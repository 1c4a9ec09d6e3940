mod memory_store;
mod redis_store;

pub use memory_store::MemorySessionStore;
pub use redis_store::RedisSessionStore;

use anyhow::Result;
use std::sync::Arc;

use crate::config::SessionBackend;
use crate::domain::SessionStorePtr;

/// Creates a process-local session store.
pub fn create_memory_session_store() -> SessionStorePtr {
    Arc::new(MemorySessionStore::new())
}

/// Creates the session store selected by configuration.
pub fn create_session_store(backend: &SessionBackend) -> Result<SessionStorePtr> {
    // ---
    match backend {
        SessionBackend::Memory => {
            tracing::info!("Using in-memory session store");
            Ok(create_memory_session_store())
        }
        SessionBackend::Redis(url) => {
            tracing::info!("Using Redis session store");
            Ok(Arc::new(RedisSessionStore::open(url)?))
        }
    }
}
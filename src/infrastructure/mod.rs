mod database;
pub mod metrics;
mod sessions;
mod webauthn;

// Re-export the factory functions for easy access
pub use database::{
    connect_with_retry, create_memory_repository, create_postgres_repository, MemoryRepository,
    PostgresRepository,
};
pub use metrics::{create_noop_metrics, create_prom_metrics};
pub use sessions::{
    create_memory_session_store, create_session_store, MemorySessionStore, RedisSessionStore,
};
pub use webauthn::{create_webauthn, create_webauthn_verifier, WebauthnVerifier};
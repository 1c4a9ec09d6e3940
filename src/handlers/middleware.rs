use std::net::SocketAddr;
use std::time::Instant;

use axum::{
    extract::{ConnectInfo, MatchedPath, Request, State},
    http::{HeaderMap, StatusCode},
    middleware::Next,
    response::{IntoResponse, Response},
};

use crate::app_state::AppState;

/// Key identifying a client for rate limiting.
///
/// The first `X-Forwarded-For` entry wins when `trust_forwarded_for` is set.
/// That header is client-controlled: only trust it behind a proxy that
/// overwrites it, or any client can pick its own bucket.
pub fn client_key(headers: &HeaderMap, peer: Option<SocketAddr>, trust_forwarded_for: bool) -> String {
    // ---
    if trust_forwarded_for {
        let forwarded = headers
            .get("x-forwarded-for")
            .and_then(|v| v.to_str().ok())
            .and_then(|v| v.split(',').next())
            .map(str::trim)
            .filter(|v| !v.is_empty());

        if let Some(ip) = forwarded {
            return ip.to_string();
        }
    }

    peer.map(|addr| addr.ip().to_string())
        .unwrap_or_else(|| "unknown".to_string())
}

/// Admit the request only if the client's token bucket has a token.
pub async fn rate_limit(State(state): State<AppState>, req: Request, next: Next) -> Response {
    // ---
    let peer = req
        .extensions()
        .get::<ConnectInfo<SocketAddr>>()
        .map(|ConnectInfo(addr)| *addr);
    let key = client_key(req.headers(), peer, state.trust_forwarded_for());

    if !state.rate_limiter().allow(&key) {
        tracing::warn!("Rate limit exceeded for {} on {}", key, req.uri().path());
        state.metrics().record_rate_limited(req.uri().path());
        return (
            StatusCode::TOO_MANY_REQUESTS,
            "Too many requests. Please try again later.",
        )
            .into_response();
    }

    next.run(req).await
}

/// Record method, route and status of every request with its duration.
pub async fn track_http(State(state): State<AppState>, req: Request, next: Next) -> Response {
    // ---
    let start = Instant::now();
    let method = req.method().to_string();
    let path = req
        .extensions()
        .get::<MatchedPath>()
        .map(|p| p.as_str().to_string())
        .unwrap_or_else(|| "unmatched".to_string());

    let response = next.run(req).await;

    state
        .metrics()
        .record_http_request(start, &path, &method, response.status().as_u16());
    response
}
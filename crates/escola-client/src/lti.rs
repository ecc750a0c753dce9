use serde::{Deserialize, Serialize};

use crate::error::ServiceError;
use crate::http::ApiClient;
use crate::session::SessionManager;
use crate::integrations::{
    ConnectionTestResult, IntegrationClient, IntegrationEvent, IntegrationMessages,
    IntegrationMetrics, IntegrationStatus,
};

pub const ROUTE_LTI_BASE: &str = "/integrations/lti";

const LTI_MESSAGES: IntegrationMessages = IntegrationMessages {
    get_config: "Failed to fetch LTI configuration",
    update_config: "Failed to update LTI configuration",
    list_events: "Failed to fetch LTI events",
    get_metrics: "Failed to fetch LTI metrics",
    test_connection: "Failed to test LTI connection",
};

#[derive(Debug, Clone, PartialEq, Serialize, Deserialize)]
#[serde(rename_all = "camelCase")]
pub struct LtiConfig {
    pub client_id: String,
    #[serde(default)]
    pub client_secret: String,
    #[serde(default)]
    pub scopes: Vec<String>,
    pub status: IntegrationStatus,
    #[serde(default, skip_serializing_if = "Option::is_none")]
    pub issuer: Option<String>,
    #[serde(default, skip_serializing_if = "Option::is_none")]
    pub deployment_id: Option<String>,
    #[serde(default, skip_serializing_if = "Option::is_none")]
    pub auth_login_url: Option<String>,
    #[serde(default, skip_serializing_if = "Option::is_none")]
    pub auth_token_url: Option<String>,
    #[serde(default, skip_serializing_if = "Option::is_none")]
    pub keyset_url: Option<String>,
}

/// Partial update: only the fields that are set go on the wire.
#[derive(Debug, Clone, Default, PartialEq, Serialize)]
#[serde(rename_all = "camelCase")]
pub struct LtiConfigUpdate {
    #[serde(skip_serializing_if = "Option::is_none")]
    pub client_id: Option<String>,
    #[serde(skip_serializing_if = "Option::is_none")]
    pub client_secret: Option<String>,
    #[serde(skip_serializing_if = "Option::is_none")]
    pub scopes: Option<Vec<String>>,
    #[serde(skip_serializing_if = "Option::is_none")]
    pub status: Option<IntegrationStatus>,
    #[serde(skip_serializing_if = "Option::is_none")]
    pub issuer: Option<String>,
    #[serde(skip_serializing_if = "Option::is_none")]
    pub deployment_id: Option<String>,
    #[serde(skip_serializing_if = "Option::is_none")]
    pub auth_login_url: Option<String>,
    #[serde(skip_serializing_if = "Option::is_none")]
    pub auth_token_url: Option<String>,
    #[serde(skip_serializing_if = "Option::is_none")]
    pub keyset_url: Option<String>,
}

#[derive(Debug, Clone)]
pub struct LtiService {
    client: IntegrationClient,
}

impl LtiService {
    pub fn new(http: ApiClient) -> Self {
        Self {
            client: IntegrationClient::new(http, ROUTE_LTI_BASE, LTI_MESSAGES),
        }
    }

    /// Routes every failed call through `session` before returning it.
    #[must_use]
    pub fn with_session(mut self, session: SessionManager) -> Self {
        self.client = self.client.with_session(session);
        self
    }

    pub async fn get_config(&self) -> Result<LtiConfig, ServiceError> {
        self.client.get_config().await
    }

    pub async fn update_config(&self, update: &LtiConfigUpdate) -> Result<LtiConfig, ServiceError> {
        self.client.update_config(update).await
    }

    /// Most recent events first; `None` asks for the default page size.
    pub async fn list_events(
        &self,
        limit: Option<u32>,
    ) -> Result<Vec<IntegrationEvent>, ServiceError> {
        self.client.list_events(limit).await
    }

    pub async fn get_metrics(&self) -> Result<IntegrationMetrics, ServiceError> {
        self.client.get_metrics().await
    }

    pub async fn test_connection(&self) -> Result<ConnectionTestResult, ServiceError> {
        self.client.test_connection().await
    }
}

#[cfg(test)]
mod tests {
    use super::*;
    use serde_json::json;

    #[test]
    fn update_sends_only_set_fields() -> Result<(), serde_json::Error> {
        let update = LtiConfigUpdate {
            status: Some(IntegrationStatus::Inactive),
            deployment_id: Some("dep-7".to_string()),
            ..LtiConfigUpdate::default()
        };

        assert_eq!(
            serde_json::to_value(&update)?,
            json!({"status": "inactive", "deploymentId": "dep-7"})
        );
        Ok(())
    }
}
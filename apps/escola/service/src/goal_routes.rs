use axum::Json;
use axum::extract::rejection::JsonRejection;
use axum::extract::{Path, Query, State};
use axum::http::StatusCode;
use axum::response::IntoResponse;
use serde::{Deserialize, Serialize};
use serde_json::Value;

use crate::AppState;
use crate::api_envelope::{
    ApiErrorTuple, GOAL_NOT_FOUND_MESSAGE, internal_error, invalid_body_error,
    missing_fields_error, not_found_error,
};
use crate::goal_store::{GoalDraft, GoalStoreError, ProgressUpdate};

pub const ROUTE_GOALS: &str = "/api/goals";
pub const ROUTE_GOALS_BY_ID: &str = "/api/goals/:id";
pub const ROUTE_GOALS_PROGRESS: &str = "/api/goals/:id/progress";

const INVALID_BODY_MESSAGE: &str = "Request body must be a valid JSON object";

#[derive(Debug, Default, Deserialize)]
pub(crate) struct GoalListQuery {
    #[serde(default, rename = "studentId")]
    student_id: Option<String>,
}

#[derive(Debug, Default, Deserialize)]
#[serde(rename_all = "camelCase")]
pub(crate) struct GoalRequestPayload {
    #[serde(default)]
    student_id: Option<String>,
    #[serde(default)]
    title: Option<String>,
    #[serde(default)]
    specific_details: Option<String>,
    #[serde(default)]
    measurable: Option<String>,
    #[serde(default)]
    achievable: Option<String>,
    #[serde(default)]
    relevant: Option<String>,
    #[serde(default)]
    start_date: Option<String>,
    #[serde(default)]
    target_date: Option<String>,
}

#[derive(Debug, Default, Deserialize)]
pub(crate) struct ProgressRequestPayload {
    // `null` and absent both land on `None`; `0`, `false` and `""` stay values.
    #[serde(default)]
    value: Option<Value>,
    #[serde(default)]
    notes: Option<String>,
}

#[derive(Debug, Serialize)]
struct DeleteGoalResponse {
    success: bool,
}

pub(crate) async fn list_goals(
    State(state): State<AppState>,
    Query(query): Query<GoalListQuery>,
) -> Result<impl IntoResponse, ApiErrorTuple> {
    let student_id = query
        .student_id
        .filter(|student_id| !student_id.is_empty());

    let goals = state
        .goals
        .list_goals(student_id.as_deref())
        .await
        .map_err(|error| map_goal_store_error("list", None, error))?;

    tracing::debug!(
        target: "escola.goals",
        student_id = student_id.as_deref().unwrap_or("*"),
        count = goals.len(),
        "listed goals",
    );

    Ok((StatusCode::OK, Json(goals)))
}

pub(crate) async fn create_goal(
    State(state): State<AppState>,
    payload: Result<Json<GoalRequestPayload>, JsonRejection>,
) -> Result<impl IntoResponse, ApiErrorTuple> {
    let draft = goal_draft_from_payload(payload)?;

    let goal = state
        .goals
        .create_goal(draft)
        .await
        .map_err(|error| map_goal_store_error("create", None, error))?;

    tracing::info!(target: "escola.goals", goal_id = %goal.id, "goal created");

    Ok((StatusCode::CREATED, Json(goal)))
}

pub(crate) async fn show_goal(
    State(state): State<AppState>,
    Path(id): Path<String>,
) -> Result<impl IntoResponse, ApiErrorTuple> {
    let goal = state
        .goals
        .get_goal(&id)
        .await
        .map_err(|error| map_goal_store_error("show", Some(&id), error))?;

    Ok((StatusCode::OK, Json(goal)))
}

pub(crate) async fn update_goal(
    State(state): State<AppState>,
    Path(id): Path<String>,
    payload: Result<Json<GoalRequestPayload>, JsonRejection>,
) -> Result<impl IntoResponse, ApiErrorTuple> {
    let draft = goal_draft_from_payload(payload)?;

    let goal = state
        .goals
        .replace_goal(&id, draft)
        .await
        .map_err(|error| map_goal_store_error("update", Some(&id), error))?;

    tracing::info!(target: "escola.goals", goal_id = %goal.id, "goal replaced");

    Ok((StatusCode::OK, Json(goal)))
}

pub(crate) async fn delete_goal(
    State(state): State<AppState>,
    Path(id): Path<String>,
) -> Result<impl IntoResponse, ApiErrorTuple> {
    state
        .goals
        .delete_goal(&id)
        .await
        .map_err(|error| map_goal_store_error("delete", Some(&id), error))?;

    tracing::info!(target: "escola.goals", goal_id = %id, "goal deleted");

    Ok((StatusCode::OK, Json(DeleteGoalResponse { success: true })))
}

pub(crate) async fn update_goal_progress(
    State(state): State<AppState>,
    Path(id): Path<String>,
    payload: Result<Json<ProgressRequestPayload>, JsonRejection>,
) -> Result<impl IntoResponse, ApiErrorTuple> {
    let Json(payload) = payload.map_err(|rejection| reject_body(&rejection))?;
    let Some(value) = payload.value else {
        return Err(missing_fields_error(&["value"]));
    };

    let goal = state
        .goals
        .record_progress(
            &id,
            ProgressUpdate {
                value,
                notes: payload.notes,
            },
        )
        .await
        .map_err(|error| map_goal_store_error("progress", Some(&id), error))?;

    tracing::info!(target: "escola.goals", goal_id = %goal.id, "goal progress recorded");

    Ok((StatusCode::OK, Json(goal)))
}

fn goal_draft_from_payload(
    payload: Result<Json<GoalRequestPayload>, JsonRejection>,
) -> Result<GoalDraft, ApiErrorTuple> {
    let Json(payload) = payload.map_err(|rejection| reject_body(&rejection))?;

    let mut missing = Vec::new();
    let title = required_field(payload.title, "title", &mut missing);
    let specific_details =
        required_field(payload.specific_details, "specificDetails", &mut missing);
    let start_date = required_field(payload.start_date, "startDate", &mut missing);
    let target_date = required_field(payload.target_date, "targetDate", &mut missing);

    match (title, specific_details, start_date, target_date) {
        (Some(title), Some(specific_details), Some(start_date), Some(target_date)) => {
            Ok(GoalDraft {
                student_id: payload.student_id,
                title,
                specific_details,
                measurable: payload.measurable,
                achievable: payload.achievable,
                relevant: payload.relevant,
                start_date,
                target_date,
            })
        }
        _ => Err(missing_fields_error(&missing)),
    }
}

fn required_field(
    value: Option<String>,
    field: &'static str,
    missing: &mut Vec<&'static str>,
) -> Option<String> {
    match value {
        Some(value) if !value.is_empty() => Some(value),
        _ => {
            missing.push(field);
            None
        }
    }
}

fn reject_body(rejection: &JsonRejection) -> ApiErrorTuple {
    tracing::debug!(
        target: "escola.goals",
        reason = %rejection.body_text(),
        "rejected goal request body",
    );
    invalid_body_error(INVALID_BODY_MESSAGE)
}

fn map_goal_store_error(
    operation: &'static str,
    goal_id: Option<&str>,
    error: GoalStoreError,
) -> ApiErrorTuple {
    match error {
        GoalStoreError::NotFound => not_found_error(GOAL_NOT_FOUND_MESSAGE),
        GoalStoreError::Persistence { message } => {
            tracing::error!(
                target: "escola.goals",
                operation,
                goal_id = goal_id.unwrap_or("-"),
                error = %message,
                "goal store operation failed",
            );
            internal_error()
        }
    }
}
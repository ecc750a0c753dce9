use std::time::Duration;

pub const ENV_API_URL: &str = "NEXT_PUBLIC_API_URL";
pub const DEFAULT_API_URL: &str = "http://localhost:3000/api";
pub const DEFAULT_TIMEOUT_MS: u64 = 10_000;
pub const API_URL_SOURCE_DEFAULT_LOCAL: &str = "default_local";

#[derive(Debug, Clone, PartialEq, Eq, thiserror::Error)]
pub enum ClientConfigError {
    #[error("base url must not be empty")]
    EmptyBaseUrl,
    #[error("base url must use http:// or https:// and include a host")]
    InvalidBaseUrl,
}

#[derive(Debug, Clone, PartialEq, Eq)]
pub struct ClientConfig {
    pub base_url: String,
    pub timeout: Duration,
}

impl ClientConfig {
    pub fn new(base_url: &str) -> Result<Self, ClientConfigError> {
        Ok(Self {
            base_url: normalize_base_url(base_url)?,
            timeout: Duration::from_millis(DEFAULT_TIMEOUT_MS),
        })
    }

    /// Reads `NEXT_PUBLIC_API_URL`, falling back to the local development API.
    pub fn from_env() -> Result<Self, ClientConfigError> {
        let (base_url, source) = resolve_api_base_url()?;
        tracing::debug!(
            target: "escola.client",
            base_url = %base_url,
            source,
            "resolved api base url",
        );
        Ok(Self {
            base_url,
            timeout: Duration::from_millis(DEFAULT_TIMEOUT_MS),
        })
    }

    #[must_use]
    pub fn with_timeout(mut self, timeout: Duration) -> Self {
        self.timeout = timeout;
        self
    }
}

pub fn resolve_api_base_url() -> Result<(String, &'static str), ClientConfigError> {
    if let Some(base_url) = env_non_empty(ENV_API_URL) {
        return normalize_base_url(&base_url).map(|normalized| (normalized, ENV_API_URL));
    }
    normalize_base_url(DEFAULT_API_URL).map(|normalized| (normalized, API_URL_SOURCE_DEFAULT_LOCAL))
}

pub fn normalize_base_url(raw: &str) -> Result<String, ClientConfigError> {
    let trimmed = raw.trim().trim_end_matches('/');
    if trimmed.is_empty() {
        return Err(ClientConfigError::EmptyBaseUrl);
    }
    if !(trimmed.starts_with("http://") || trimmed.starts_with("https://")) {
        return Err(ClientConfigError::InvalidBaseUrl);
    }
    let Some((_, remainder)) = trimmed.split_once("://") else {
        return Err(ClientConfigError::InvalidBaseUrl);
    };
    if remainder.trim().is_empty() || remainder.starts_with('/') {
        return Err(ClientConfigError::InvalidBaseUrl);
    }
    Ok(trimmed.to_string())
}

fn env_non_empty(key: &str) -> Option<String> {
    std::env::var(key)
        .ok()
        .map(|value| value.trim().to_string())
        .filter(|value| !value.is_empty())
}

#[cfg(test)]
mod tests {
    use super::*;
    use std::sync::{Mutex, OnceLock};

    static ENV_LOCK: OnceLock<Mutex<()>> = OnceLock::new();

    fn with_api_url<T>(value: Option<&str>, test: impl FnOnce() -> T) -> T {
        let lock = ENV_LOCK.get_or_init(|| Mutex::new(()));
        let _guard = lock.lock().unwrap_or_else(|poisoned| poisoned.into_inner());

        let previous = std::env::var(ENV_API_URL).ok();
        match value {
            Some(value) => unsafe { std::env::set_var(ENV_API_URL, value) },
            None => unsafe { std::env::remove_var(ENV_API_URL) },
        }

        let result = test();

        match previous {
            Some(value) => unsafe { std::env::set_var(ENV_API_URL, value) },
            None => unsafe { std::env::remove_var(ENV_API_URL) },
        }
        result
    }

    #[test]
    fn normalize_base_url_trims_and_drops_trailing_slash() {
        let normalized = normalize_base_url(" https://escola.example.com/api/ ").expect("valid");
        assert_eq!(normalized, "https://escola.example.com/api");
    }

    #[test]
    fn normalize_base_url_requires_scheme_and_host() {
        assert_eq!(
            normalize_base_url("escola.example.com"),
            Err(ClientConfigError::InvalidBaseUrl)
        );
        assert_eq!(
            normalize_base_url("https:///api"),
            Err(ClientConfigError::InvalidBaseUrl)
        );
        assert_eq!(normalize_base_url("  "), Err(ClientConfigError::EmptyBaseUrl));
    }

    #[test]
    fn resolve_api_base_url_defaults_to_local_development() {
        with_api_url(None, || {
            let (resolved, source) = resolve_api_base_url().expect("default url");
            assert_eq!(resolved, DEFAULT_API_URL);
            assert_eq!(source, API_URL_SOURCE_DEFAULT_LOCAL);
        });
    }

    #[test]
    fn resolve_api_base_url_prefers_env() {
        with_api_url(Some("https://escola.example.com/api/"), || {
            let config = ClientConfig::from_env().expect("env url");
            assert_eq!(config.base_url, "https://escola.example.com/api");
            assert_eq!(config.timeout, Duration::from_secs(10));
        });
    }
}
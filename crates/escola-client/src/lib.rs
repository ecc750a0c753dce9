//! Client services for the Escola API: goals, LTI and Microsoft integrations, and auth.

pub mod auth;
pub mod config;
pub mod error;
pub mod goals;
pub mod http;
pub mod integrations;
pub mod lti;
pub mod microsoft;
pub mod query;
pub mod session;
pub mod storage;

use std::sync::Arc;

pub use auth::{AuthService, AuthenticatedUser, LoginCredentials, SessionState};
pub use config::{ClientConfig, ClientConfigError};
pub use error::{ServiceError, ServiceErrorKind};
pub use goals::{
    DeleteGoalResponse, GoalDraft, GoalProgress, GoalQueries, ProgressNote, ProgressUpdate,
    SmartGoal, SmartGoalsService,
};
pub use http::{ApiClient, HttpError};
pub use integrations::{
    ConnectionTestResult, IntegrationEvent, IntegrationMetrics, IntegrationStatus,
};
pub use lti::{LtiConfig, LtiConfigUpdate, LtiService};
pub use microsoft::{MicrosoftConfig, MicrosoftConfigUpdate, MicrosoftService};
pub use query::{MutationOptions, QueryClient, QueryOptions, RetryPolicy};
pub use session::{LoginNavigator, SessionManager, TracingLoginNavigator};
pub use storage::{FileStorage, LocalStorage, MemoryStorage, StorageError};

/// Every service for one process, sharing a single [`ApiClient`] and one
/// [`SessionManager`]: an unauthorized reply from any of them ends the session.
#[derive(Debug, Clone)]
pub struct EscolaClient {
    pub session: SessionManager,
    pub auth: AuthService,
    pub goals: SmartGoalsService,
    pub lti: LtiService,
    pub microsoft: MicrosoftService,
    queries: QueryClient,
}

impl EscolaClient {
    pub fn new(http: &ApiClient, navigator: Arc<dyn LoginNavigator>) -> Self {
        let auth = AuthService::new(http.clone());
        let session = SessionManager::new(&auth, navigator);
        Self {
            auth: auth.with_session(session.clone()),
            goals: SmartGoalsService::new(http.clone()).with_session(session.clone()),
            lti: LtiService::new(http.clone()).with_session(session.clone()),
            microsoft: MicrosoftService::new(http.clone()).with_session(session.clone()),
            queries: QueryClient::new().with_session(session.clone()),
            session,
        }
    }

    /// Cached goal reads over this client's goals service; every call shares one cache.
    pub fn goal_queries(&self) -> GoalQueries {
        GoalQueries::new(self.goals.clone(), self.queries.clone())
    }
}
|---|
Work out how many lines of the data hold the string "ProgressUpdate". State only that number.

3